Question

Agapanthus is a dominant, homozygous lethal trait among Telorites from the planet Teleflora. Subjects with this condition love to send flowers. From a group of Telorites heterozygous at the Agapanthus locus (with two alleles: A = dominant (trait) allele, a = recessive (wild-type) allele), 88% of the Telorites have the Agapanthus phenotype, and 12% look wild-type.

Also, true-breeding wild-type Telorites (aa genotype) have 0% penetrance.

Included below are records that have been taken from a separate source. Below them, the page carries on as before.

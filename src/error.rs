/*
 * Library error surface
 *
 * Usage errors only. Every variant is returned before any scheduler state
 * has been mutated, so the library remains fully usable after a failed
 * call. Kernel-interface failures (sigaction, setitimer, sigprocmask) are
 * not represented here: they make the scheduling invariants unmaintainable
 * and terminate the process with a diagnostic instead.
 */

use core::fmt;

use crate::scheduler::thread::ThreadId;

/// Errors reported by the public thread-library operations.
#[derive(Debug, Clone, Copy, PartialEq, Eq)]
pub enum Error {
    /// `init` was called with a zero quantum length.
    InvalidQuantum,
    /// `init` was called a second time.
    AlreadyInitialized,
    /// An operation other than a query ran before `init`.
    NotInitialized,
    /// The thread id is out of range or its slot is unused.
    UnknownThread(ThreadId),
    /// `spawn` found no unused slot in the thread table.
    NoFreeSlot,
    /// The main thread cannot be blocked.
    BlockMain,
    /// The main thread cannot sleep.
    SleepMain,
    /// `sleep` was called with a zero duration.
    InvalidSleep,
}

impl fmt::Display for Error {
    fn fmt(&self, f: &mut fmt::Formatter<'_>) -> fmt::Result {
        match self {
            Error::InvalidQuantum => write!(f, "quantum length must be positive"),
            Error::AlreadyInitialized => write!(f, "thread library is already initialized"),
            Error::NotInitialized => write!(f, "thread library is not initialized"),
            Error::UnknownThread(tid) => write!(f, "no such thread: {tid}"),
            Error::NoFreeSlot => write!(f, "no available thread id"),
            Error::BlockMain => write!(f, "cannot block the main thread"),
            Error::SleepMain => write!(f, "the main thread cannot sleep"),
            Error::InvalidSleep => write!(f, "sleep duration must be positive"),
        }
    }
}

impl std::error::Error for Error {}
use log::{LevelFilter, Metadata, Record};

/// Logger implementation writing to the standard error stream.
struct StderrLogger;

impl log::Log for StderrLogger {
    /// Checks if the given log level is enabled.
    fn enabled(&self, metadata: &Metadata) -> bool {
        metadata.level() <= log::max_level()
    }

    /// Logs the record by printing it to stderr.
    fn log(&self, record: &Record) {
        if self.enabled(record.metadata()) {
            eprintln!("[{}] {}", record.level(), record.args());
        }
    }

    /// Flushes the logger (no-op: stderr is unbuffered line by line).
    fn flush(&self) {}
}

/// The logger instance used for all library diagnostics.
static LOGGER: StderrLogger = StderrLogger;

/// Installs the stderr logger at `Info` level.
///
/// Library diagnostics (usage errors, fatal system errors, lifecycle
/// messages) go through the `log` facade; without a logger they are
/// dropped. Host programs that already install their own logger can skip
/// this.
pub fn init() {
    init_with_level(LevelFilter::Info);
}

/// Installs the stderr logger with an explicit level cap.
///
/// Does nothing if some logger is already installed.
pub fn init_with_level(level: LevelFilter) {
    if log::set_logger(&LOGGER).is_ok() {
        log::set_max_level(level);
    }
}
/*
 * uthreads: user-level threads library
 *
 * A single-process scheduler that multiplexes many independent execution
 * contexts onto one kernel thread. A periodic virtual-time signal delivers
 * one tick per quantum; runnable threads share the CPU round-robin, and the
 * public operations (spawn, terminate, block, resume, sleep, queries) drive
 * the same switch machinery under the same critical-section discipline.
 *
 * Subsystems:
 * - scheduler: thread table, ready queue, context switching, public API
 * - critical:  preemption-signal critical sections (sigprocmask)
 * - timer:     SIGVTALRM handler installation and ITIMER_VIRTUAL arming
 * - logger:    stderr sink for the `log` facade
 *
 * The library is strictly single-kernel-threaded: every operation must be
 * called from the one kernel thread that called `init`.
 */

pub mod error;
pub mod logger;
pub mod scheduler;

mod critical;
mod timer;

pub use error::Error;
pub use scheduler::thread::{ThreadId, ThreadState};
pub use scheduler::{
    block, current_thread_id, init, resume, sleep, spawn, terminate, thread_quantums,
    total_quantums,
};

/// Maximum number of live threads, the main thread included.
pub const MAX_THREADS: usize = 100;

/// Private stack size for each spawned thread, in bytes.
pub const STACK_SIZE: usize = 32 * 1024;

A Telorite with the Agapanthus phenotype mates with a true-breeding Telorite with the wild-type phenotype. One of the F₁ children is randomly selected and is mated back to the true-breeding wild-type parent. Out of twenty F₂ individuals, we observe the following counts:

1. Eight F₂ individuals have the Agapanthus phenotype;
2. Twelve F₂ individuals have the Wild-type phenotype.

The genotype of the randomly-selected F₁ subject must be:

A. Aa or aa.

B. We cannot say with certainty. We need to perform a Chi-square goodness of fit test.

C. AA.

D. aa.

E. Aa.

Answer 1

Answer: "E" (Aa)

The genotype of the randomly-selected F₁ subject must be: "Aa".

Explanation:

Agapanthus is a dominant, homozygous lethal trait. Agapanthus loci have the two alleles.

A: Dominant allele

a: recessive allele

Individual phenotype AA: Lethal

Aa: Agapanthus phenotype

aa: Wild type (True breeding phenotype)

Aa x aa

  ↓

F1 1Aa: 1aa

One of the F₁ children is randomly selected and is mated back to the true-breeding wild-type parent.

Out of twenty F₂ individuals, we observe the following counts:

1. Eight F₂ individuals have the Agapanthus phenotype;
2. Twelve F₂ individuals have the Wild-type phenotype.

Condition 1: If the child is "aa"

aa x aa

   ↓

F2 all are wild type.

So condition 1 is not true when compared with the given data. In this condition, Agapanthus phenotype was not observed. SO the selected F1 is not "aa".

Condition 2: If the child is "Aa"

Aa x aa

   ↓

F2 1Aa (50% Agapanthus phenotype): 1 aa (50% wild type). There is 0% penetrance in "a" allele.

Expected outcome: out of twenty, 10 Agapanthus phenotype: 10 wild type

but observed is: out of twenty, 8 Agapanthus phenotype: 12 wild type

By chi-square test: The given hypothesis is accepted (Chi-square analysis was performed)

Degree of freedom: n-1: 2-1=1

Critical value at 0.05 is 3.84. Tota X² value is 0.8 (0.4+0.4). 0.8 less than 3.84. So a given hypothesis was accepted.